## TASK BRIEF
Beginning with the first entry, set down each one exactly as shown.

## Saved data entries

**********

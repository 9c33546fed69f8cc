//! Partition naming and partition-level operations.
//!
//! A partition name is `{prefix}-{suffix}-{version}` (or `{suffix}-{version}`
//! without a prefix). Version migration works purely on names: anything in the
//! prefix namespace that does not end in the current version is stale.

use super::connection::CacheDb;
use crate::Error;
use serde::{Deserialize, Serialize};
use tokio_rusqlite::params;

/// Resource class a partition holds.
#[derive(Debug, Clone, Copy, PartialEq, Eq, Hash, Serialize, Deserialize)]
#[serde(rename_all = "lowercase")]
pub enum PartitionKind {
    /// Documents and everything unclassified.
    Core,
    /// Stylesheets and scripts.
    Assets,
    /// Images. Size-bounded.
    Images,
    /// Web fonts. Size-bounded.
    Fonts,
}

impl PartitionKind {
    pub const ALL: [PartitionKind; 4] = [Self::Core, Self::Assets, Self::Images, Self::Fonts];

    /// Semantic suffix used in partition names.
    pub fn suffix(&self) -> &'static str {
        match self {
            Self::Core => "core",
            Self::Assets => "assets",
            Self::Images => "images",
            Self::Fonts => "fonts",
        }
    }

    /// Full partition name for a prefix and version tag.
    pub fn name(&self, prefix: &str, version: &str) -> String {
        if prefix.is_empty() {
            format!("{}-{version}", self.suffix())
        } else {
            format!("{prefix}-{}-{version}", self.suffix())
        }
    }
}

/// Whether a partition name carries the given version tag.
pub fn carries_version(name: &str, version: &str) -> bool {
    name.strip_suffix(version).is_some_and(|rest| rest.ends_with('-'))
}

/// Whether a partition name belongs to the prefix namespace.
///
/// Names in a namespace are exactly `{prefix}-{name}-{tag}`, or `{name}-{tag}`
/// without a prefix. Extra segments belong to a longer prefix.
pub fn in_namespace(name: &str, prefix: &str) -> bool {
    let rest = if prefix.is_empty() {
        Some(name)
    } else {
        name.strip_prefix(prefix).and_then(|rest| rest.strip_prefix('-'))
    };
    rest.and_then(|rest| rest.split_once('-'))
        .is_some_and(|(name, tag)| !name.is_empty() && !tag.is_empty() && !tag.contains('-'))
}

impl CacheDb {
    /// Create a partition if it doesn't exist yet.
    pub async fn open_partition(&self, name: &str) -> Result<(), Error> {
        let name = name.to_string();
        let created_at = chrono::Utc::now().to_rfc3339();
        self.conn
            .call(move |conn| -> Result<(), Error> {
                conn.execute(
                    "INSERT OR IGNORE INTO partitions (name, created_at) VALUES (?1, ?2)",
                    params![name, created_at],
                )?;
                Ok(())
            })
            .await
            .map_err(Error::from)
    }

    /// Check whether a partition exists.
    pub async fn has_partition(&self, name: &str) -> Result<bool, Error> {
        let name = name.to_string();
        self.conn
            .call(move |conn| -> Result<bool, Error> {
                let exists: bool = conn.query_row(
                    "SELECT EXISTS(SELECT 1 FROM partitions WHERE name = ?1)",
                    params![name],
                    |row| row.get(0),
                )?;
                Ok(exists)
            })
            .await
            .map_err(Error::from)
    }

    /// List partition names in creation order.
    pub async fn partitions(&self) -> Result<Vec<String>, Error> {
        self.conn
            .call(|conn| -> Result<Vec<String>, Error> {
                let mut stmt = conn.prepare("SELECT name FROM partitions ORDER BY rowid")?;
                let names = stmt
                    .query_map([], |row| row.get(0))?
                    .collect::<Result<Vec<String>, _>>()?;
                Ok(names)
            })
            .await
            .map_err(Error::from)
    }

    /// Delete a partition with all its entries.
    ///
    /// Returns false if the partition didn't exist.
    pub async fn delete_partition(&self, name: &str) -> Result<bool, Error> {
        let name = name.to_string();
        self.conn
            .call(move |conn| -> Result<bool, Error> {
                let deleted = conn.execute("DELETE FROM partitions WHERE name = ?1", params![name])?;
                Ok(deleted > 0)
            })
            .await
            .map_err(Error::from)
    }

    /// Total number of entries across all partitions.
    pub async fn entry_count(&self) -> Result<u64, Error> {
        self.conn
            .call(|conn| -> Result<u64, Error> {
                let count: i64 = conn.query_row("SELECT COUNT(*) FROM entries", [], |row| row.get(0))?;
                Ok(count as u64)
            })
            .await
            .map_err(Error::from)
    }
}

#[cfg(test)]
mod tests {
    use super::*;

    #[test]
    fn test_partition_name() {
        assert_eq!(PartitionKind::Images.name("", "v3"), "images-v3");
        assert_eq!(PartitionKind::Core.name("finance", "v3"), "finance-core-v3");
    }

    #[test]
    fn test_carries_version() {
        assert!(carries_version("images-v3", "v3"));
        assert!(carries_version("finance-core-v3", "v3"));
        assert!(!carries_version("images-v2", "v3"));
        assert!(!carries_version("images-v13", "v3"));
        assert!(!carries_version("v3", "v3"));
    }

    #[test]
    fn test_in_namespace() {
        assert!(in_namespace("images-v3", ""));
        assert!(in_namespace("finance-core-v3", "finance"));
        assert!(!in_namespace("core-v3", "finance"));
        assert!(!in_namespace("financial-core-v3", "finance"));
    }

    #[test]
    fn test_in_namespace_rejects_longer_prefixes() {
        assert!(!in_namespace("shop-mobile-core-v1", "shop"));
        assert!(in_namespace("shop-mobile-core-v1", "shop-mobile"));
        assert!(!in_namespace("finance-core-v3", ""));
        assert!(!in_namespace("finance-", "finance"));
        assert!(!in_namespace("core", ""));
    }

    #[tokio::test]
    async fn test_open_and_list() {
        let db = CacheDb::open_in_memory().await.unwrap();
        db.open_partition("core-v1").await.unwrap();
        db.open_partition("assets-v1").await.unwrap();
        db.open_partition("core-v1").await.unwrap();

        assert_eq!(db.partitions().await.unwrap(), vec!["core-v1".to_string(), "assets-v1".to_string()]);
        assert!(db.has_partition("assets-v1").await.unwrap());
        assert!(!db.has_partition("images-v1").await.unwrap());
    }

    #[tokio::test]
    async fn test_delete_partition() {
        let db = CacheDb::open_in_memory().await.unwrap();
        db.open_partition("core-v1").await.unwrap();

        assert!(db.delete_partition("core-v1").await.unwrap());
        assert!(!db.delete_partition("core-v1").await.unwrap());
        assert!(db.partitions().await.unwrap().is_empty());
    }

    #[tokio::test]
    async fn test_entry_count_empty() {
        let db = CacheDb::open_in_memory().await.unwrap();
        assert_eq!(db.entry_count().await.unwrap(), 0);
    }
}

**********

## EXERCISE SOLUTION
repository 9c33546fed69f8cc
//! Partition naming and partition-level operations.
//!
//! A partition name is `{prefix}-{suffix}-{version}` (or `{suffix}-{version}`
//! without a prefix). Version migration works purely on names: anything in the
//! prefix namespace that does not end in the current version is stale.

use super::connection::CacheDb;
use crate::Error;
use serde::{Deserialize, Serialize};
use tokio_rusqlite::params;

/// Resource class a partition holds.
#[derive(Debug, Clone, Copy, PartialEq, Eq, Hash, Serialize, Deserialize)]
#[serde(rename_all = "lowercase")]
pub enum PartitionKind {
    /// Documents and everything unclassified.
    Core,
    /// Stylesheets and scripts.
    Assets,
    /// Images. Size-bounded.
    Images,
    /// Web fonts. Size-bounded.
    Fonts,
}

impl PartitionKind {
    pub const ALL: [PartitionKind; 4] = [Self::Core, Self::Assets, Self::Images, Self::Fonts];

    /// Semantic suffix used in partition names.
    pub fn suffix(&self) -> &'static str {
        match self {
            Self::Core => "core",
            Self::Assets => "assets",
            Self::Images => "images",
            Self::Fonts => "fonts",
        }
    }

    /// Full partition name for a prefix and version tag.
    pub fn name(&self, prefix: &str, version: &str) -> String {
        if prefix.is_empty() {
            format!("{}-{version}", self.suffix())
        } else {
            format!("{prefix}-{}-{version}", self.suffix())
        }
    }
}

/// Whether a partition name carries the given version tag.
pub fn carries_version(name: &str, version: &str) -> bool {
    name.strip_suffix(version).is_some_and(|rest| rest.ends_with('-'))
}

/// Whether a partition name belongs to the prefix namespace.
///
/// Names in a namespace are exactly `{prefix}-{name}-{tag}`, or `{name}-{tag}`
/// without a prefix. Extra segments belong to a longer prefix.
pub fn in_namespace(name: &str, prefix: &str) -> bool {
    let rest = if prefix.is_empty() {
        Some(name)
    } else {
        name.strip_prefix(prefix).and_then(|rest| rest.strip_prefix('-'))
    };
    rest.and_then(|rest| rest.split_once('-'))
        .is_some_and(|(name, tag)| !name.is_empty() && !tag.is_empty() && !tag.contains('-'))
}

impl CacheDb {
    /// Create a partition if it doesn't exist yet.
    pub async fn open_partition(&self, name: &str) -> Result<(), Error> {
        let name = name.to_string();
        let created_at = chrono::Utc::now().to_rfc3339();
        self.conn
            .call(move |conn| -> Result<(), Error> {
                conn.execute(
                    "INSERT OR IGNORE INTO partitions (name, created_at) VALUES (?1, ?2)",
                    params![name, created_at],
                )?;
                Ok(())
            })
            .await
            .map_err(Error::from)
    }

    /// Check whether a partition exists.
    pub async fn has_partition(&self, name: &str) -> Result<bool, Error> {
        let name = name.to_string();
        self.conn
            .call(move |conn| -> Result<bool, Error> {
                let exists: bool = conn.query_row(
                    "SELECT EXISTS(SELECT 1 FROM partitions WHERE name = ?1)",
                    params![name],
                    |row| row.get(0),
                )?;
                Ok(exists)
            })
            .await
            .map_err(Error::from)
    }

    /// List partition names in creation order.
    pub async fn partitions(&self) -> Result<Vec<String>, Error> {
        self.conn
            .call(|conn| -> Result<Vec<String>, Error> {
                let mut stmt = conn.prepare("SELECT name FROM partitions ORDER BY rowid")?;
                let names = stmt
                    .query_map([], |row| row.get(0))?
                    .collect::<Result<Vec<String>, _>>()?;
                Ok(names)
            })
            .await
            .map_err(Error::from)
    }

    /// Delete a partition with all its entries.
    ///
    /// Returns false if the partition didn't exist.
    pub async fn delete_partition(&self, name: &str) -> Result<bool, Error> {
        let name = name.to_string();
        self.conn
            .call(move |conn| -> Result<bool, Error> {
                let deleted = conn.execute("DELETE FROM partitions WHERE name = ?1", params![name])?;
                Ok(deleted > 0)
            })
            .await
            .map_err(Error::from)
    }

    /// Total number of entries across all partitions.
    pub async fn entry_count(&self) -> Result<u64, Error> {
        self.conn
            .call(|conn| -> Result<u64, Error> {
                let count: i64 = conn.query_row("SELECT COUNT(*) FROM entries", [], |row| row.get(0))?;
                Ok(count as u64)
            })
            .await
            .map_err(Error::from)
    }
}

#[cfg(test)]
mod tests {
    use super::*;

    #[test]
    fn test_partition_name() {
        assert_eq!(PartitionKind::Images.name("", "v3"), "images-v3");
        assert_eq!(PartitionKind::Core.name("finance", "v3"), "finance-core-v3");
    }

    #[test]
    fn test_carries_version() {
        assert!(carries_version("images-v3", "v3"));
        assert!(carries_version("finance-core-v3", "v3"));
        assert!(!carries_version("images-v2", "v3"));
        assert!(!carries_version("images-v13", "v3"));
        assert!(!carries_version("v3", "v3"));
    }

    #[test]
    fn test_in_namespace() {
        assert!(in_namespace("images-v3", ""));
        assert!(in_namespace("finance-core-v3", "finance"));
        assert!(!in_namespace("core-v3", "finance"));
        assert!(!in_namespace("financial-core-v3", "finance"));
    }

    #[test]
    fn test_in_namespace_rejects_longer_prefixes() {
        assert!(!in_namespace("shop-mobile-core-v1", "shop"));
        assert!(in_namespace("shop-mobile-core-v1", "shop-mobile"));
        assert!(!in_namespace("finance-core-v3", ""));
        assert!(!in_namespace("finance-", "finance"));
        assert!(!in_namespace("core", ""));
    }

    #[tokio::test]
    async fn test_open_and_list() {
        let db = CacheDb::open_in_memory().await.unwrap();
        db.open_partition("core-v1").await.unwrap();
        db.open_partition("assets-v1").await.unwrap();
        db.open_partition("core-v1").await.unwrap();

        assert_eq!(db.partitions().await.unwrap(), vec!["core-v1".to_string(), "assets-v1".to_string()]);
        assert!(db.has_partition("assets-v1").await.unwrap());
        assert!(!db.has_partition("images-v1").await.unwrap());
    }

    #[tokio::test]
    async fn test_delete_partition() {
        let db = CacheDb::open_in_memory().await.unwrap();
        db.open_partition("core-v1").await.unwrap();

        assert!(db.delete_partition("core-v1").await.unwrap());
        assert!(!db.delete_partition("core-v1").await.unwrap());
        assert!(db.partitions().await.unwrap().is_empty());
    }

    #[tokio::test]
    async fn test_entry_count_empty() {
        let db = CacheDb::open_in_memory().await.unwrap();
        assert_eq!(db.entry_count().await.unwrap(), 0);
    }
}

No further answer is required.